A gap analysis modelling framework to prioritize collecting for ex situ conservation of crop landraces uri icon


  • Aim The conservation and effective use of crop genetic diversity are crucial to overcome challenges related to human nutrition and agricultural sustainability. Farmers' traditional varieties ("landraces") are major sources of genetic variation. The degree of representation of crop landrace diversity in ex situ conservation is poorly understood, partly due to a lack of methods that can negotiate both the anthropogenic and environmental determinants of their geographic distributions. Here, we describe a novel spatial modelling and ex situ conservation gap analysis modelling framework for crop landraces, using common bean (Phaseolus vulgaris L.) as a case study.
  • Conclusions The modelling framework represents an advance in tools that can be deployed to model the geographic distributions of cultivated crop diversity, to assess the comprehensiveness of conservation of this diversity ex situ and to highlight geographic areas where further collecting may be conducted to fill gaps in ex situ conservation.
  • Location The Americas.
  • Methods The modelling framework includes five main steps: (a) determining relevant landrace groups using literature to develop and test classification models; (b) modelling the potential geographic distributions of these groups using occurrence (landrace presences) combined with environmental and socioeconomic predictor data; (c) calculating geographic and environmental gap scores for current genebank collections; (d) mapping ex situ conservation gaps; and (e) compiling expert inputs.

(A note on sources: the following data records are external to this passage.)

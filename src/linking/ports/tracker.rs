//! Task tracker port covering the remote calls made while linking.

use crate::linking::domain::{ProjectGid, SectionGid, SectionRef, TaskComment, TaskGid, TrackedTask};
use async_trait::async_trait;
use std::sync::Arc;
use thiserror::Error;

/// Result type for task tracker operations.
pub type TrackerResult<T> = Result<T, TrackerError>;

/// Remote task tracker contract.
///
/// Every method is a suspension point; implementations must not block the
/// executor.
#[cfg_attr(test, mockall::automock)]
#[async_trait]
pub trait TaskTracker: Send + Sync {
    /// Reads a task's project memberships, with sections where available.
    async fn get_task(&self, task: &TaskGid) -> TrackerResult<TrackedTask>;

    /// Lists the sections of a project.
    async fn list_sections(&self, project: &ProjectGid) -> TrackerResult<Vec<SectionRef>>;

    /// Adds a task to a section, moving it within the section's project.
    async fn add_task_to_section(&self, section: &SectionGid, task: &TaskGid)
    -> TrackerResult<()>;

    /// Lists the comments already posted on a task.
    async fn list_comments(&self, task: &TaskGid) -> TrackerResult<Vec<TaskComment>>;

    /// Posts a comment on a task.
    async fn add_comment(&self, task: &TaskGid, text: &str) -> TrackerResult<()>;
}

/// Errors returned by task tracker adapters.
#[derive(Debug, Clone, Error)]
pub enum TrackerError {
    /// The tracker does not know the addressed resource.
    #[error("{kind} {gid} not found")]
    NotFound {
        /// Resource kind (`task`, `project`, `section`).
        kind: &'static str,
        /// Resource gid.
        gid: String,
    },

    /// The tracker answered with a non-success status.
    #[error("{operation} failed with status {status}: {body}")]
    Status {
        /// Operation label.
        operation: String,
        /// HTTP status code.
        status: u16,
        /// Truncated response body.
        body: String,
    },

    /// The request did not complete (connect failure, timeout, reset).
    #[error("{operation} request failed: {cause}")]
    Transport {
        /// Operation label.
        operation: String,
        /// Underlying transport error.
        cause: Arc<dyn std::error::Error + Send + Sync>,
    },

    /// The response body could not be decoded.
    #[error("failed to decode {operation} response: {reason}")]
    Decode {
        /// Operation label.
        operation: String,
        /// Decoder message.
        reason: String,
    },

    /// Adapter-internal failure.
    #[error("tracker runtime error: {0}")]
    Runtime(Arc<dyn std::error::Error + Send + Sync>),
}

impl TrackerError {
    /// Wraps a runtime error from an adapter.
    #[must_use]
    pub fn runtime(err: impl std::error::Error + Send + Sync + 'static) -> Self {
        Self::Runtime(Arc::new(err))
    }

    /// Wraps a transport error for an operation.
    #[must_use]
    pub fn transport(
        operation: impl Into<String>,
        err: impl std::error::Error + Send + Sync + 'static,
    ) -> Self {
        Self::Transport {
            operation: operation.into(),
            cause: Arc::new(err),
        }
    }
}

  • Results Modelled distributions and conservation gaps for the two genepools of common bean (Andean and Mesoamerican) were robustly predicted and align well with expert opinions. Both genepools are relatively well conserved, with Andean ex situ collections representing 78.5% and Mesoamerican 98.2% of their predicted geographic distributions. Modelling revealed additional collection priorities for Andean landraces occur primarily in Chile, Peru, Colombia and, to a lesser extent, Venezuela. Mesoamerican landrace collecting priorities are concentrated in Mexico, Belize and Guatemala.